Work to complete >>
Write out again the entries from the first line to the line that includes "delivery is adapter-specific.", keeping both of those lines.

Source data >>
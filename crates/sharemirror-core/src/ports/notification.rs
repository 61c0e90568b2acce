//! Notification service port (driven/secondary port)
//!
//! This module defines the interface for delivering sync summaries and
//! failures to the operator. Implementations may post to a chat webhook
//! or simply write to the log.
//!
//! ## Design Notes
//!
//! - Uses `anyhow::Result` because delivery is adapter-specific.
//! - Notifications are fire-and-forget; callers log a failed delivery and
//!   carry on.

use serde::{Deserialize, Serialize};

/// Priority level for a notification
#[derive(Debug, Clone, Copy, Default, PartialEq, Eq, Serialize, Deserialize)]
#[serde(rename_all = "snake_case")]
pub enum NotificationPriority {
    /// Routine update
    #[default]
    Normal,
    /// Something went wrong and may need attention
    High,
}

impl std::fmt::Display for NotificationPriority {
    fn fmt(&self, f: &mut std::fmt::Formatter<'_>) -> std::fmt::Result {
        let s = match self {
            NotificationPriority::Normal => "normal",
            NotificationPriority::High => "high",
        };
        write!(f, "{}", s)
    }
}

/// A message for the operator
#[derive(Debug, Clone, PartialEq, Eq, Serialize, Deserialize)]
pub struct Notification {
    /// Short heading
    pub title: String,
    /// Body text, possibly multi-line
    pub body: String,
    /// Priority level
    pub priority: NotificationPriority,
    /// Category for filtering (`sync`, `error`, `rename`)
    pub category: String,
}

impl Notification {
    /// Creates a normal-priority notification with no category
    pub fn new(title: impl Into<String>, body: impl Into<String>) -> Self {
        Self {
            title: title.into(),
            body: body.into(),
            priority: NotificationPriority::Normal,
            category: String::new(),
        }
    }

    pub fn with_priority(mut self, priority: NotificationPriority) -> Self {
        self.priority = priority;
        self
    }

    pub fn with_category(mut self, category: impl Into<String>) -> Self {
        self.category = category.into();
        self
    }

    /// Creates a sync summary notification
    pub fn sync(title: impl Into<String>, body: impl Into<String>) -> Self {
        Self::new(title, body).with_category("sync")
    }

    /// Creates an error notification with High priority
    pub fn error(title: impl Into<String>, body: impl Into<String>) -> Self {
        Self::new(title, body)
            .with_priority(NotificationPriority::High)
            .with_category("error")
    }

    /// Title and body joined the way text-only channels display them
    pub fn as_text(&self) -> String {
        if self.title.is_empty() {
            self.body.clone()
        } else {
            format!("{}\n\n{}", self.title, self.body)
        }
    }
}

/// Port trait for delivering notifications
#[async_trait::async_trait]
pub trait INotificationService: Send + Sync {
    /// Delivers a notification to the operator
    async fn notify(&self, notification: &Notification) -> anyhow::Result<()>;
}
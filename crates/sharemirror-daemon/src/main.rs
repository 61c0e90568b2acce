//! ShareMirror Daemon - Background mirroring service
//!
//! Runs three independent loops until SIGTERM/SIGINT:
//! - the global tick over every active task without its own interval
//! - the override sweep over tasks whose own interval elapsed
//! - the optional recycle-bin purge for every active account
//!
//! The loops share one `TaskScheduler`; its per-task guard keeps a task
//! that is already running in one loop from being started by another.

mod notifier;

use std::{
    path::{Path, PathBuf},
    sync::Arc,
    time::Duration,
};

use anyhow::{Context, Result};
use chrono::Utc;
use sharemirror_cache::{pool::DatabasePool, SqliteTaskRepository};
use sharemirror_cloud::provider::share_client_for;
use sharemirror_core::{
    config::{Config, LoggingConfig},
    domain::Account,
    ports::ITaskRepository,
};
use sharemirror_sync::{registry::ClientFactory, scheduler::TaskScheduler};
use tokio::time::{interval, MissedTickBehavior};
use tokio_util::sync::CancellationToken;
use tracing::{error, info, warn};
use tracing_subscriber::EnvFilter;

/// Environment variable overriding the configuration file location
const CONFIG_ENV: &str = "SHAREMIRROR_CONFIG";

// ============================================================================
// DaemonService
// ============================================================================

struct DaemonService {
    config: Config,
    scheduler: TaskScheduler,
    shutdown: CancellationToken,
}

impl DaemonService {
    /// Opens the database and wires the scheduler
    async fn new(config: Config, shutdown: CancellationToken) -> Result<Self> {
        let db_pool = DatabasePool::new(Path::new(&config.storage.database))
            .await
            .context("Failed to open database")?;
        let repository: Arc<dyn ITaskRepository> =
            Arc::new(SqliteTaskRepository::new(db_pool.pool().clone()));

        let provider_config = config.provider.clone();
        let factory: ClientFactory =
            Arc::new(move |account: &Account| share_client_for(&provider_config, account));

        let notifier = notifier::from_config(&config.notifications)?;
        let scheduler =
            TaskScheduler::from_config(&config, repository, factory).with_notifier(notifier);

        Ok(Self {
            config,
            scheduler,
            shutdown,
        })
    }

    /// Runs every loop until shutdown
    async fn run(&self) -> Result<()> {
        info!(
            interval_secs = self.config.scheduler.interval_secs,
            override_sweep_secs = self.config.scheduler.override_sweep_secs,
            clear_recycle_interval_secs = ?self.config.scheduler.clear_recycle_interval_secs,
            "Starting scheduler loops"
        );

        tokio::join!(
            self.global_loop(),
            self.override_loop(),
            self.recycle_loop()
        );

        info!("Scheduler loops terminated");
        Ok(())
    }

    async fn global_loop(&self) {
        let mut ticker = interval(period(self.config.scheduler.interval_secs));
        ticker.set_missed_tick_behavior(MissedTickBehavior::Skip);

        loop {
            tokio::select! {
                _ = ticker.tick() => {}
                _ = self.shutdown.cancelled() => break,
            }

            match self.scheduler.run_global_tick().await {
                Ok(report) => info!(
                    processed = report.processed,
                    skipped = report.skipped,
                    failed = report.failed,
                    "Global tick completed"
                ),
                Err(e) => error!(error = %e, "Global tick failed"),
            }
        }
    }

    async fn override_loop(&self) {
        let mut ticker = interval(period(self.config.scheduler.override_sweep_secs));
        ticker.set_missed_tick_behavior(MissedTickBehavior::Skip);

        loop {
            tokio::select! {
                _ = ticker.tick() => {}
                _ = self.shutdown.cancelled() => break,
            }

            match self.scheduler.run_override_sweep(Utc::now()).await {
                Ok(report) if report.processed + report.failed > 0 => info!(
                    processed = report.processed,
                    skipped = report.skipped,
                    failed = report.failed,
                    "Override sweep completed"
                ),
                Ok(_) => {}
                Err(e) => error!(error = %e, "Override sweep failed"),
            }
        }
    }

    async fn recycle_loop(&self) {
        let Some(secs) = self.config.scheduler.clear_recycle_interval_secs else {
            return;
        };
        let mut ticker = interval(period(secs));
        ticker.set_missed_tick_behavior(MissedTickBehavior::Skip);
        // The first tick fires immediately; purge only after a full period.
        ticker.tick().await;

        loop {
            tokio::select! {
                _ = ticker.tick() => {}
                _ = self.shutdown.cancelled() => break,
            }

            match self.scheduler.clear_recycle().await {
                Ok(lines) => {
                    for line in lines {
                        info!("{}", line);
                    }
                }
                Err(e) => error!(error = %e, "Recycle purge failed"),
            }
        }
    }
}

/// Interval period; zero is bumped to one second so `interval` never panics
fn period(secs: u64) -> Duration {
    Duration::from_secs(secs.max(1))
}

// ============================================================================
// Startup helpers
// ============================================================================

fn config_path() -> PathBuf {
    std::env::var_os(CONFIG_ENV)
        .map(PathBuf::from)
        .unwrap_or_else(Config::default_path)
}

fn init_tracing(logging: &LoggingConfig) {
    let env_filter =
        EnvFilter::try_from_default_env().unwrap_or_else(|_| EnvFilter::new(&logging.level));

    if logging.format == "json" {
        tracing_subscriber::fmt()
            .json()
            .with_env_filter(env_filter)
            .with_target(true)
            .init();
    } else {
        tracing_subscriber::fmt()
            .with_env_filter(env_filter)
            .with_target(true)
            .init();
    }
}

/// Waits for SIGTERM or SIGINT and cancels `token`
async fn shutdown_signal(token: CancellationToken) {
    let ctrl_c = async {
        if let Err(e) = tokio::signal::ctrl_c().await {
            warn!(error = %e, "Failed to listen for Ctrl+C");
            std::future::pending::<()>().await;
        }
    };

    #[cfg(unix)]
    let terminate = async {
        match tokio::signal::unix::signal(tokio::signal::unix::SignalKind::terminate()) {
            Ok(mut signal) => {
                signal.recv().await;
            }
            Err(e) => {
                warn!(error = %e, "Failed to install SIGTERM handler");
                std::future::pending::<()>().await;
            }
        }
    };

    #[cfg(not(unix))]
    let terminate = std::future::pending::<()>();

    tokio::select! {
        _ = ctrl_c => info!("Received SIGINT (Ctrl+C)"),
        _ = terminate => info!("Received SIGTERM"),
    }

    token.cancel();
}

#[tokio::main]
async fn main() -> Result<()> {
    let path = config_path();
    let config = if path.exists() {
        Config::load(&path)?
    } else {
        Config::default()
    };

    init_tracing(&config.logging);
    info!(config_path = %path.display(), "ShareMirror daemon starting (sharemirrord)");

    let problems = config.validate();
    if !problems.is_empty() {
        for problem in &problems {
            error!(%problem, "Invalid configuration");
        }
        anyhow::bail!("Configuration has {} error(s)", problems.len());
    }

    let shutdown_token = CancellationToken::new();
    let signal_token = shutdown_token.clone();
    tokio::spawn(async move {
        shutdown_signal(signal_token).await;
    });

    let service = DaemonService::new(config, shutdown_token).await?;
    let result = service.run().await;

    match &result {
        Ok(()) => info!("ShareMirror daemon shut down gracefully"),
        Err(e) => error!(error = %e, "ShareMirror daemon exiting with error"),
    }

    result
}

// ============================================================================
// Tests
// ============================================================================
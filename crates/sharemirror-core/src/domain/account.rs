//! Account domain entity
//!
//! An [`Account`] is the operator's login on the storage provider. Tasks
//! reference it to know which session to use for listings and transfers.
//! Obtaining the session token is outside this system; the operator
//! supplies it.

use chrono::{DateTime, Utc};
use serde::{Deserialize, Serialize};

use super::{errors::DomainError, newtypes::AccountId};

/// A provider account with its session
#[derive(Debug, Clone, PartialEq, Eq, Serialize, Deserialize)]
pub struct Account {
    /// Unique identifier for this account
    id: AccountId,
    /// Provider username (usually a phone number or email)
    username: String,
    /// Session token sent with every provider request
    session_token: String,
    /// Inactive accounts are skipped by the scheduler
    is_active: bool,
    /// When this account was registered
    created_at: DateTime<Utc>,
}

impl Account {
    /// Creates a new active account
    ///
    /// # Errors
    /// Returns [`DomainError::ValidationFailed`] if username or token is blank
    pub fn new(
        username: impl Into<String>,
        session_token: impl Into<String>,
    ) -> Result<Self, DomainError> {
        let username = username.into().trim().to_string();
        let session_token = session_token.into().trim().to_string();
        if username.is_empty() {
            return Err(DomainError::ValidationFailed(
                "username cannot be empty".to_string(),
            ));
        }
        if session_token.is_empty() {
            return Err(DomainError::ValidationFailed(
                "session token cannot be empty".to_string(),
            ));
        }
        Ok(Self {
            id: AccountId::new(),
            username,
            session_token,
            is_active: true,
            created_at: Utc::now(),
        })
    }

    /// Rebuilds an account from storage
    pub fn with_id(
        id: AccountId,
        username: impl Into<String>,
        session_token: impl Into<String>,
        is_active: bool,
        created_at: DateTime<Utc>,
    ) -> Self {
        Self {
            id,
            username: username.into(),
            session_token: session_token.into(),
            is_active,
            created_at,
        }
    }

    pub fn id(&self) -> &AccountId {
        &self.id
    }

    pub fn username(&self) -> &str {
        &self.username
    }

    pub fn session_token(&self) -> &str {
        &self.session_token
    }

    pub fn is_active(&self) -> bool {
        self.is_active
    }

    pub fn created_at(&self) -> DateTime<Utc> {
        self.created_at
    }

    /// Replaces the session token after the operator logs in again
    pub fn update_session_token(&mut self, token: impl Into<String>) {
        self.session_token = token.into();
    }

    pub fn set_active(&mut self, active: bool) {
        self.is_active = active;
    }
}
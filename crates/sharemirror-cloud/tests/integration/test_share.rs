//! Share discovery: share info and access codes

use serde_json::json;
use wiremock::matchers::{header, method, path, query_param};
use wiremock::{Mock, ResponseTemplate};

use sharemirror_core::domain::ShareCode;
use sharemirror_core::ports::IRemoteShareClient;

use crate::common::*;

#[tokio::test]
async fn test_get_share_info_sends_session_and_code() {
    let (server, provider) = setup_provider_mock().await;

    Mock::given(method("GET"))
        .and(path("/open/share/getShareInfoByCodeV2.action"))
        .and(query_param("shareCode", "abcDEF123"))
        .and(header("cookie", "COOKIE_LOGIN_USER=test-session"))
        .and(header("accept", "application/json;charset=UTF-8"))
        .respond_with(ResponseTemplate::new(200).set_body_json(json!({
            "res_code": 0,
            "shareId": 12345,
            "fileId": "9001",
            "fileName": "Show",
            "isFolder": true,
            "shareMode": 0
        })))
        .expect(1)
        .mount(&server)
        .await;

    let code = ShareCode::parse("https://cloud.189.cn/t/abcDEF123").unwrap();
    let info = provider.get_share_info(&code).await.unwrap();

    assert_eq!(info.share_id.as_deref(), Some("12345"));
    assert_eq!(info.file_id.as_str(), "9001");
    assert_eq!(info.file_name, "Show");
    assert!(info.is_folder);
    assert!(!info.requires_access_code());
}

#[tokio::test]
async fn test_get_share_info_api_error() {
    let (server, provider) = setup_provider_mock().await;
    mount_get(
        &server,
        "/open/share/getShareInfoByCodeV2.action",
        json!({"res_code": "ShareNotFound", "res_message": "分享不存在"}),
    )
    .await;

    let code = ShareCode::parse("abcDEF123").unwrap();
    let err = provider.get_share_info(&code).await.unwrap_err();
    assert!(format!("{:#}", err).contains("ShareNotFound"));
}

#[tokio::test]
async fn test_check_access_code_accepted() {
    let (server, provider) = setup_provider_mock().await;

    Mock::given(method("GET"))
        .and(path("/open/share/checkAccessCode.action"))
        .and(query_param("shareCode", "abcDEF123"))
        .and(query_param("accessCode", "x1y2"))
        .respond_with(ResponseTemplate::new(200).set_body_json(json!({
            "res_code": 0,
            "shareId": 777
        })))
        .mount(&server)
        .await;

    let code = ShareCode::parse("abcDEF123").unwrap();
    let share_id = provider.check_access_code(&code, "x1y2").await.unwrap();
    assert_eq!(share_id.as_deref(), Some("777"));
}

#[tokio::test]
async fn test_check_access_code_refused() {
    let (server, provider) = setup_provider_mock().await;
    mount_get(
        &server,
        "/open/share/checkAccessCode.action",
        json!({"res_code": "ShareAccessCodeError", "res_message": "wrong"}),
    )
    .await;

    let code = ShareCode::parse("abcDEF123").unwrap();
    assert_eq!(provider.check_access_code(&code, "bad").await.unwrap(), None);
}

#[tokio::test]
async fn test_unauthorized_session() {
    let (server, provider) = setup_provider_mock().await;
    Mock::given(method("GET"))
        .and(path("/open/share/getShareInfoByCodeV2.action"))
        .respond_with(ResponseTemplate::new(401).set_body_string("login required"))
        .mount(&server)
        .await;

    let code = ShareCode::parse("abcDEF123").unwrap();
    let err = provider.get_share_info(&code).await.unwrap_err();
    assert!(format!("{:#}", err).contains("Unauthorized"));
}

Exercise solution >>
filename crates/sharemirror-core/src/ports/notification.rs
repository 61c0e90568b2acce
//! Notification service port (driven/secondary port)
//!
//! This module defines the interface for delivering sync summaries and
//! failures to the operator. Implementations may post to a chat webhook
//! or simply write to the log.
//!
//! ## Design Notes
//!
//! - Uses `anyhow::Result` because delivery is adapter-specific.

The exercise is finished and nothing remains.